NONE OF THE SECURITIES REPRESENTED HEREBY HAVE BEEN REGISTERED UNDER THE 1933 ACT, OR ANY U.S. STATE SECURITIES LAWS, AND, UNLESS SO REGISTERED, MAY NOT BE OFFERED OR SOLD, DIRECTLY OR INDIRECTLY, IN THE UNITED STATES (AS DEFINED HEREIN) OR TO U.S. PERSONS EXCEPT IN ACCORDANCE WITH THE PROVISIONS OF REGULATION S UNDER THE 1933 ACT, PURSUANT TO AN EFFECTIVE REGISTRATION STATEMENT UNDER THE 1933 ACT, OR PURSUANT TO AN AVAILABLE EXEMPTION FROM, OR IN A TRANSACTION NOT SUBJECT TO, THE REGISTRATION REQUIREMENTS OF THE 1933 ACT AND IN EACH CASE ONLY IN ACCORDANCE WITH APPLICABLE STATE SECURITIES LAWS. IN ADDITION, HEDGING TRANSACTIONS INVOLVING THE SECURITIES MAY NOT BE CONDUCTED UNLESS IN COMPLIANCE WITH THE 1933 ACT. “UNITED STATES” AND “U.S. PERSON” ARE AS DEFINED BY REGULATION S UNDER THE 1933 ACT.

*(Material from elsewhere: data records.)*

//! LlmClient trait definition.
//!
//! The engine only needs a handful of high-level operations from a language
//! model; prompt construction and provider response parsing live behind this
//! trait.

use bizbrain_types::llm::LlmError;
use serde_json::Value;

/// Trait for language-model backends used by LLM tasks.
///
/// Uses native async fn in traits (RPITIT, Rust 2024 edition).
/// Implementations live in bizbrain-infra (e.g., `OpenAiCompatClient`).
pub trait LlmClient: Send + Sync {
    /// Human-readable client name (e.g., "openai").
    fn name(&self) -> &str;

    /// Free-form text completion.
    fn complete(
        &self,
        prompt: &str,
        model: &str,
        temperature: f64,
        max_tokens: u32,
    ) -> impl std::future::Future<Output = Result<String, LlmError>> + Send;

    /// Embedding vector of `text` using the client's embedding model.
    fn embed(
        &self,
        text: &str,
    ) -> impl std::future::Future<Output = Result<Vec<f32>, LlmError>> + Send;

    /// Sentiment analysis. Returns a structured JSON verdict.
    fn sentiment(
        &self,
        text: &str,
        model: &str,
    ) -> impl std::future::Future<Output = Result<Value, LlmError>> + Send;

    /// Named-entity extraction. Returns a structured JSON list.
    fn entities(
        &self,
        text: &str,
        model: &str,
    ) -> impl std::future::Future<Output = Result<Value, LlmError>> + Send;

    /// Summarize `text` in at most roughly `max_length` words.
    fn summarize(
        &self,
        text: &str,
        model: &str,
        max_length: u32,
    ) -> impl std::future::Future<Output = Result<Value, LlmError>> + Send;
}
//! Engine configuration types for BizBrain.
//!
//! `EngineConfig` represents the top-level `config.toml` that controls the
//! default retry/timeout policy, dispatch concurrency, the failure policy, and
//! the outbound language-model and HTTP clients.

use serde::{Deserialize, Serialize};

/// Top-level configuration for the workflow engine.
///
/// Loaded from `~/.bizbrain/config.toml`. All fields have sensible defaults.
#[derive(Debug, Clone, Default, Serialize, Deserialize)]
pub struct EngineConfig {
    #[serde(default)]
    pub retry: RetrySettings,

    /// Upper bound on concurrently running top-level tasks. Unset = unbounded.
    #[serde(default, skip_serializing_if = "Option::is_none")]
    pub max_concurrency: Option<usize>,

    #[serde(default)]
    pub failure_policy: FailurePolicy,

    #[serde(default)]
    pub llm: LlmSettings,

    #[serde(default)]
    pub http: HttpSettings,
}

/// Engine-wide retry/timeout policy applied to every task attempt.
#[derive(Debug, Clone, PartialEq, Eq, Serialize, Deserialize)]
pub struct RetrySettings {
    #[serde(default = "default_max_retries")]
    pub max_retries: u32,
    /// Base backoff delay; doubled after every failed attempt.
    #[serde(default = "default_retry_delay_secs")]
    pub retry_delay_secs: u64,
    /// Wall-clock budget for a single attempt.
    #[serde(default = "default_timeout_secs")]
    pub timeout_secs: u64,
}

fn default_max_retries() -> u32 {
    3
}

fn default_retry_delay_secs() -> u64 {
    5
}

fn default_timeout_secs() -> u64 {
    300
}

impl Default for RetrySettings {
    fn default() -> Self {
        Self {
            max_retries: default_max_retries(),
            retry_delay_secs: default_retry_delay_secs(),
            timeout_secs: default_timeout_secs(),
        }
    }
}

/// What the engine does with *independent* ready tasks once a task has failed
/// terminally. Dependents of the failed task are always blocked.
#[derive(Debug, Clone, Copy, Default, PartialEq, Eq, Serialize, Deserialize)]
#[serde(rename_all = "snake_case")]
pub enum FailurePolicy {
    /// Keep dispatching tasks that do not depend on the failure.
    #[default]
    ContinueIndependent,
    /// Stop dispatching new tasks; in-flight tasks still finish.
    HaltDispatch,
}

/// Settings for the OpenAI-compatible language-model client.
#[derive(Debug, Clone, PartialEq, Eq, Serialize, Deserialize)]
pub struct LlmSettings {
    #[serde(default = "default_llm_base_url")]
    pub base_url: String,
    /// Name of the environment variable holding the API key.
    #[serde(default = "default_api_key_env")]
    pub api_key_env: String,
    #[serde(default = "default_model")]
    pub default_model: String,
    #[serde(default = "default_embedding_model")]
    pub embedding_model: String,
    #[serde(default = "default_llm_timeout_secs")]
    pub request_timeout_secs: u64,
}

fn default_llm_base_url() -> String {
    "https://api.openai.com/v1".to_string()
}

fn default_api_key_env() -> String {
    "OPENAI_API_KEY".to_string()
}

fn default_model() -> String {
    "gpt-3.5-turbo".to_string()
}

fn default_embedding_model() -> String {
    "text-embedding-ada-002".to_string()
}

fn default_llm_timeout_secs() -> u64 {
    60
}

impl Default for LlmSettings {
    fn default() -> Self {
        Self {
            base_url: default_llm_base_url(),
            api_key_env: default_api_key_env(),
            default_model: default_model(),
            embedding_model: default_embedding_model(),
            request_timeout_secs: default_llm_timeout_secs(),
        }
    }
}

/// Settings for the outbound HTTP client used by API tasks.
#[derive(Debug, Clone, PartialEq, Eq, Serialize, Deserialize)]
pub struct HttpSettings {
    #[serde(default = "default_http_timeout_secs")]
    pub request_timeout_secs: u64,
    #[serde(default = "default_user_agent")]
    pub user_agent: String,
}

fn default_http_timeout_secs() -> u64 {
    30
}

fn default_user_agent() -> String {
    "bizbrain-workflow/0.1".to_string()
}

impl Default for HttpSettings {
    fn default() -> Self {
        Self {
            request_timeout_secs: default_http_timeout_secs(),
            user_agent: default_user_agent(),
        }
    }
}

#[cfg(test)]
mod tests {
    use super::*;

    #[test]
    fn test_engine_config_default_values() {
        let config = EngineConfig::default();
        assert_eq!(config.retry.max_retries, 3);
        assert_eq!(config.retry.retry_delay_secs, 5);
        assert_eq!(config.retry.timeout_secs, 300);
        assert!(config.max_concurrency.is_none());
        assert_eq!(config.failure_policy, FailurePolicy::ContinueIndependent);
        assert_eq!(config.llm.default_model, "gpt-3.5-turbo");
        assert_eq!(config.http.request_timeout_secs, 30);
    }

    #[test]
    fn test_engine_config_deserialize_with_defaults() {
        let config: EngineConfig = toml::from_str("").unwrap();
        assert_eq!(config.retry, RetrySettings::default());
        assert_eq!(config.llm, LlmSettings::default());
        assert_eq!(config.http, HttpSettings::default());
    }

    #[test]
    fn test_engine_config_deserialize_with_values() {
        let toml_str = r#"
max_concurrency = 4
failure_policy = "halt_dispatch"

[retry]
max_retries = 1
timeout_secs = 10

[llm]
base_url = "http://localhost:11434/v1"
default_model = "llama3"

[http]
user_agent = "test-agent"
"#;
        let config: EngineConfig = toml::from_str(toml_str).unwrap();
        assert_eq!(config.max_concurrency, Some(4));
        assert_eq!(config.failure_policy, FailurePolicy::HaltDispatch);
        assert_eq!(config.retry.max_retries, 1);
        assert_eq!(config.retry.retry_delay_secs, 5);
        assert_eq!(config.retry.timeout_secs, 10);
        assert_eq!(config.llm.base_url, "http://localhost:11434/v1");
        assert_eq!(config.llm.default_model, "llama3");
        assert_eq!(config.llm.api_key_env, "OPENAI_API_KEY");
        assert_eq!(config.http.user_agent, "test-agent");
        assert_eq!(config.http.request_timeout_secs, 30);
    }

    #[test]
    fn test_failure_policy_rejects_unknown() {
        let result: Result<EngineConfig, _> = toml::from_str(r#"failure_policy = "panic""#);
        assert!(result.is_err());
    }
}
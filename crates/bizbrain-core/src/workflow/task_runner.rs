//! Task runner for all five task kinds.
//!
//! `TaskRunner` dispatches each attempt to the handler for its validated
//! `TaskConfig` variant. LLM and API tasks delegate to the injected
//! collaborators; Condition tasks evaluate a restricted expression; Loop and
//! Parallel tasks run their sub-tasks back through the retry/timeout guard.

use std::collections::HashMap;
use std::sync::Arc;

use bizbrain_types::http::HttpRequest;
use bizbrain_types::workflow::{
    ApiTaskConfig, ConditionTaskConfig, LlmOperation, LlmTaskConfig, LoopTaskConfig,
    ParallelTaskConfig, TaskConfig, TaskDefinition,
};
use futures_util::FutureExt;
use futures_util::future::{BoxFuture, join_all};
use serde_json::{Map, Value, json};

use crate::http::BoxHttpClient;
use crate::llm::box_client::BoxLlmClient;
use crate::repository::workflow::WorkflowRepository;

use super::context::ExecutionContext;
use super::expression::{Expression, ExpressionError};
use super::guard::{RetryTimeoutGuard, TaskError, TaskExecutor, TaskFailure};

/// Longest response body excerpt kept in an API error message.
const ERROR_BODY_EXCERPT: usize = 512;

// ---------------------------------------------------------------------------
// TaskRunner
// ---------------------------------------------------------------------------

/// Executes tasks by dispatching to kind-specific handlers.
pub struct TaskRunner<R: WorkflowRepository> {
    llm: Arc<BoxLlmClient>,
    http: Arc<BoxHttpClient>,
    guard: RetryTimeoutGuard<R>,
}

impl<R: WorkflowRepository> TaskRunner<R> {
    pub fn new(llm: Arc<BoxLlmClient>, http: Arc<BoxHttpClient>, guard: RetryTimeoutGuard<R>) -> Self {
        Self { llm, http, guard }
    }

    /// Run a task to a terminal outcome through the retry/timeout guard.
    pub async fn run(&self, task: &TaskDefinition, ctx: &ExecutionContext) -> Result<Value, TaskFailure> {
        self.guard.run(self, task, ctx).await
    }

    async fn dispatch(
        &self,
        task: &TaskDefinition,
        config: &TaskConfig,
        ctx: &ExecutionContext,
    ) -> Result<Value, TaskError> {
        tracing::debug!(
            execution_id = %ctx.execution_id(),
            task_id = task.id.as_str(),
            kind = %config.kind(),
            "dispatching task"
        );
        match config {
            TaskConfig::Llm(cfg) => self.run_llm(cfg, ctx).await,
            TaskConfig::Api(cfg) => self.run_api(cfg).await,
            TaskConfig::Condition(cfg) => run_condition(cfg, ctx),
            TaskConfig::Loop(cfg) => self.run_loop(cfg, ctx).await,
            TaskConfig::Parallel(cfg) => self.run_parallel(cfg, ctx).await,
        }
    }

    // -- LLM: one call to the language-model client --

    async fn run_llm(&self, cfg: &LlmTaskConfig, ctx: &ExecutionContext) -> Result<Value, TaskError> {
        let text = match ctx.lookup(&cfg.input_field).map_err(config_error)? {
            Some(Value::String(s)) if !s.trim().is_empty() => s,
            Some(Value::String(_)) | None => {
                return Err(TaskError::Config(format!(
                    "input field '{}' is missing or empty",
                    cfg.input_field
                )));
            }
            Some(other) => other.to_string(),
        };

        let model = cfg.model.as_str();
        let result = match cfg.operation {
            LlmOperation::Completion => self
                .llm
                .complete(&text, model, cfg.temperature, cfg.max_tokens)
                .await
                .map(Value::String),
            LlmOperation::Embedding => self.llm.embed(&text).await.map(|v| json!(v)),
            LlmOperation::Sentiment => self.llm.sentiment(&text, model).await,
            LlmOperation::Entities => self.llm.entities(&text, model).await,
            LlmOperation::Summary => self.llm.summarize(&text, model, cfg.max_length).await,
        }
        .map_err(|e| TaskError::Execution(format!("{} {}: {e}", self.llm.name(), cfg.operation)))?;

        Ok(json!({
            "operation": cfg.operation,
            "model": cfg.model,
            "result": result,
        }))
    }

    // -- API: one outbound HTTP request --

    async fn run_api(&self, cfg: &ApiTaskConfig) -> Result<Value, TaskError> {
        let request = HttpRequest {
            method: cfg.method.to_uppercase(),
            url: cfg.url().to_string(),
            headers: cfg.headers.clone(),
            body: cfg.body.clone(),
        };
        tracing::debug!(method = request.method.as_str(), url = request.url.as_str(), "sending API request");

        let response = self
            .http
            .request(request)
            .await
            .map_err(|e| TaskError::Execution(e.to_string()))?;

        if !response.is_success() {
            let excerpt: String = response.body.chars().take(ERROR_BODY_EXCERPT).collect();
            return Err(TaskError::Execution(format!(
                "HTTP {}: {}",
                response.status, excerpt
            )));
        }
        Ok(response.json_body())
    }

    // -- Loop: the sub-task once per item, sequentially --

    async fn run_loop(&self, cfg: &LoopTaskConfig, ctx: &ExecutionContext) -> Result<Value, TaskError> {
        let items = match (&cfg.items, &cfg.items_from) {
            (Some(items), _) => items.clone(),
            (None, Some(path)) => match ctx.lookup(path).map_err(config_error)? {
                Some(Value::Array(items)) => items,
                None => Vec::new(),
                Some(other) => {
                    return Err(TaskError::Config(format!(
                        "items_from '{path}' resolved to {}, expected an array",
                        kind_of(&other)
                    )));
                }
            },
            (None, None) => Vec::new(),
        };
        let sub_task = sub_task(ctx, &cfg.task_id)?;

        let mut results = Vec::with_capacity(items.len());
        let mut failed = 0usize;
        for (index, item) in items.into_iter().enumerate() {
            let item_ctx = ctx.for_item(index, item.clone());
            let mut entry = Map::new();
            entry.insert("index".to_string(), json!(index));
            entry.insert("item".to_string(), item);
            match self.guard.run(self, sub_task, &item_ctx).await {
                Ok(value) => {
                    entry.insert("status".to_string(), json!("completed"));
                    entry.insert("result".to_string(), value);
                }
                Err(failure) => {
                    failed += 1;
                    entry.insert("status".to_string(), json!("failed"));
                    entry.insert("error".to_string(), json!(failure.to_string()));
                }
            }
            results.push(Value::Object(entry));
        }

        Ok(json!({
            "completed": results.len() - failed,
            "failed": failed,
            "results": results,
        }))
    }

    // -- Parallel: every sub-task concurrently, all outcomes awaited --

    async fn run_parallel(
        &self,
        cfg: &ParallelTaskConfig,
        ctx: &ExecutionContext,
    ) -> Result<Value, TaskError> {
        let tasks = cfg
            .task_ids
            .iter()
            .map(|id| sub_task(ctx, id))
            .collect::<Result<Vec<_>, _>>()?;

        let branches: Vec<_> = tasks
            .iter()
            .copied()
            .map(|task| self.guard.run(self, task, ctx))
            .collect();
        let outcomes = join_all(branches).await;

        let mut results: HashMap<String, Value> = HashMap::with_capacity(outcomes.len());
        let mut failed = 0usize;
        for (task, outcome) in tasks.iter().zip(outcomes) {
            let entry = match outcome {
                Ok(value) => json!({ "status": "completed", "result": value }),
                Err(failure) => {
                    failed += 1;
                    json!({ "status": "failed", "error": failure.to_string() })
                }
            };
            results.insert(task.id.clone(), entry);
        }

        Ok(json!({
            "completed": results.len() - failed,
            "failed": failed,
            "results": results,
        }))
    }
}

impl<R: WorkflowRepository> TaskExecutor for TaskRunner<R> {
    fn execute<'a>(
        &'a self,
        task: &'a TaskDefinition,
        config: &'a TaskConfig,
        ctx: &'a ExecutionContext,
    ) -> BoxFuture<'a, Result<Value, TaskError>> {
        self.dispatch(task, config, ctx).boxed()
    }
}

// -- Condition: restricted expression over the context --

fn run_condition(cfg: &ConditionTaskConfig, ctx: &ExecutionContext) -> Result<Value, TaskError> {
    let expr = Expression::parse(&cfg.condition).map_err(config_error)?;
    let result = expr
        .evaluate_bool(&ctx.scope())
        .map_err(|e| TaskError::Execution(e.to_string()))?;
    let branch = if result {
        cfg.true_branch.clone()
    } else {
        cfg.false_branch.clone()
    };

    tracing::debug!(
        condition = cfg.condition.as_str(),
        result,
        branch = branch.as_deref().unwrap_or("-"),
        "condition evaluated"
    );

    Ok(json!({
        "condition": cfg.condition,
        "result": result,
        "branch": branch,
    }))
}

fn sub_task<'a>(ctx: &'a ExecutionContext, id: &str) -> Result<&'a TaskDefinition, TaskError> {
    ctx.graph()
        .task(id)
        .ok_or_else(|| TaskError::Config(format!("sub-task '{id}' does not exist")))
}

fn config_error(e: ExpressionError) -> TaskError {
    TaskError::Config(e.to_string())
}

fn kind_of(value: &Value) -> &'static str {
    match value {
        Value::Null => "null",
        Value::Bool(_) => "a boolean",
        Value::Number(_) => "a number",
        Value::String(_) => "a string",
        Value::Array(_) => "an array",
        Value::Object(_) => "an object",
    }
}

// ---------------------------------------------------------------------------
// Tests
// ---------------------------------------------------------------------------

THE HOLDER OF THE SECURITIES REPRESENTED HEREBY MUST NOT TRADE SUCH SECURITIES IN OR FROM A JURISDICTION OF CANADA UNLESS THE CONDITIONS IN SECTION 13 OF MULTILATERAL INSTRUMENT 51-105 ISSUERS QUOTED IN THE U.S. OVER-THE-COUNTER MARKETS ARE MET.
STOCK OPTION AGREEMENT
(Non U.S. Person)
This AGREEMENT is entered into as of theu day ofu, 2018 (the “Date of Grant”).
BETWEEN:
BLOX, INC.,a company incorporated pursuant to the laws of the State of Nevada, with an office located at #202 – 5626 Larch Street, Vancouver, British Columbia, Canada V6M 4E1
(the “Company”)
AND:
u
(the “Optionee”)
WHEREAS:
A.
The Company’s board of directors (the “Board”) has approved and adopted the 2014 Stock Option Plan (the “Plan”) whereby the Board is authorized to grant stock options to purchase shares of common stock of the Company to the directors, officers, employees and consultants of the Company and its subsidiaries;
B.
The Optionee is a director, officer, employee or consultant of the Company or subsidiary of the Company; and
C.
The Company wishes to grant stock options to purchase a total ofu Optioned Shares (as defined herein) to the Optionee.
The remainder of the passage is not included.